The phrase, “go green,” isn’t exactly new, and neither is “carbon footprint.” When you are looking to save money on home improvements, many people mistakenly believe that “lower costs” and “going green” are basically incompatible. Sometimes, reducing your carbon footprint can save you a great deal of money that you can funnel back into your home in other ways, invest in a retirement account or simply save for a terrific holiday trip.
Consider Starting with an Audit
For the most comprehensive plan of green improvements attack, an energy audit often saves you more than its average cost of $400. An audit can not only identify air leaks and safety issues but also recommend which green improvements to your home will earn you the most money in resale value enhancements.

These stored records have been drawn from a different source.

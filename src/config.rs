use serde::Deserialize;
use std::fs;
use std::path::{Path, PathBuf};

use crate::error::{InvoicingError, Result};
use crate::month_reconcile::MissingSourcePolicy;
use crate::outbound_source::{
    OutboundDirectory, OutboundSource, TransactionReport, DEFAULT_FILE_PATTERN,
};

pub const DEFAULT_BOT_NAME: &str = "HomeCareDischarge";
const DEFAULT_OUTPUT_DIR: &str = "invoicing";

#[derive(Debug, Clone, Copy, Default, PartialEq, Eq, Deserialize)]
#[serde(rename_all = "snake_case")]
pub enum SourceMode {
    /// One or more `*Outbound_<MM>*<YYYY>` files per month.
    #[default]
    OutboundFiles,
    /// A single consolidated report filtered by `BotName`.
    TransactionReport,
}

/// Run configuration. Every field has a default so a partial TOML file (or
/// none at all) is valid.
#[derive(Debug, Clone, PartialEq, Eq, Deserialize)]
#[serde(default, deny_unknown_fields)]
pub struct ReportConfig {
    pub source_dir: PathBuf,
    pub file_pattern: String,
    pub source_mode: SourceMode,
    pub transaction_report: Option<PathBuf>,
    pub bot_name: String,
    pub output_dir: PathBuf,
    pub missing_sources: MissingSourcePolicy,
    pub pivots: bool,
}

impl Default for ReportConfig {
    fn default() -> Self {
        Self {
            source_dir: PathBuf::from("."),
            file_pattern: DEFAULT_FILE_PATTERN.to_string(),
            source_mode: SourceMode::default(),
            transaction_report: None,
            bot_name: DEFAULT_BOT_NAME.to_string(),
            output_dir: PathBuf::from(DEFAULT_OUTPUT_DIR),
            missing_sources: MissingSourcePolicy::default(),
            pivots: true,
        }
    }
}

impl ReportConfig {
    pub fn from_toml_str(text: &str) -> Result<Self> {
        let config: Self =
            toml::from_str(text).map_err(|e| InvoicingError::Config(e.to_string()))?;
        config.validate()?;
        Ok(config)
    }

    pub fn from_path(path: &Path) -> Result<Self> {
        let text = fs::read_to_string(path).map_err(|e| {
            InvoicingError::Config(format!("cannot read {}: {e}", path.to_string_lossy()))
        })?;
        Self::from_toml_str(&text)
    }

    pub fn validate(&self) -> Result<()> {
        if self.file_pattern.trim().is_empty() {
            return Err(InvoicingError::Config("file_pattern must not be empty".to_string()));
        }
        if self.source_mode == SourceMode::TransactionReport {
            if self.transaction_report.is_none() {
                return Err(InvoicingError::Config(
                    "transaction_report path is required in transaction_report mode".to_string(),
                ));
            }
            if self.bot_name.trim().is_empty() {
                return Err(InvoicingError::Config("bot_name must not be empty".to_string()));
            }
        }
        Ok(())
    }

    pub fn outbound_source(&self) -> Result<Box<dyn OutboundSource>> {
        self.validate()?;
        match (self.source_mode, &self.transaction_report) {
            (SourceMode::TransactionReport, Some(path)) => Ok(Box::new(TransactionReport::new(
                path,
                self.bot_name.trim(),
            ))),
            _ => Ok(Box::new(OutboundDirectory::new(
                &self.source_dir,
                self.file_pattern.trim(),
            ))),
        }
    }
}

An energy audit can tailor recommendations on products or even the order in which you fix, bolster or replace lagging elements in your home. For example, installing solar panels is a common activity to reduce both your carbon footprint and your electric bill, but if all your windows leak, you save little on energy costs either cooling or heating your home.
Unless you are rebuilding an entire wall or removing a rotting wooden window frame, replacing an entire window for energy savings is rarely required to save money. Minor air leaks around the frame can be minimized by plastic coverings during the winter and applying new caulk on the window itself.
Be sure to check air flow between the stationary and sliding parts of the window: You might fill the gap with a thin strip of self-sealing foam, for example. The strip should be thin enough to allow the window to slide without pulling the strip away, yet thick enough to impede that 20-mile-per-hour breeze you can currently feel.
Check Cracks, Outlets and Switches
Sealing even minor cracks in your walls and the empty spaces around your power outlets and wall switches will immediately result in a more comfortable environment. Often, a sprayed-foam insulation works very, very well, occupying all those nooks and crannies that strip insulation misses. Stop the outer temperature difference from sneaking into your home’s interior by blocking those empty spaces.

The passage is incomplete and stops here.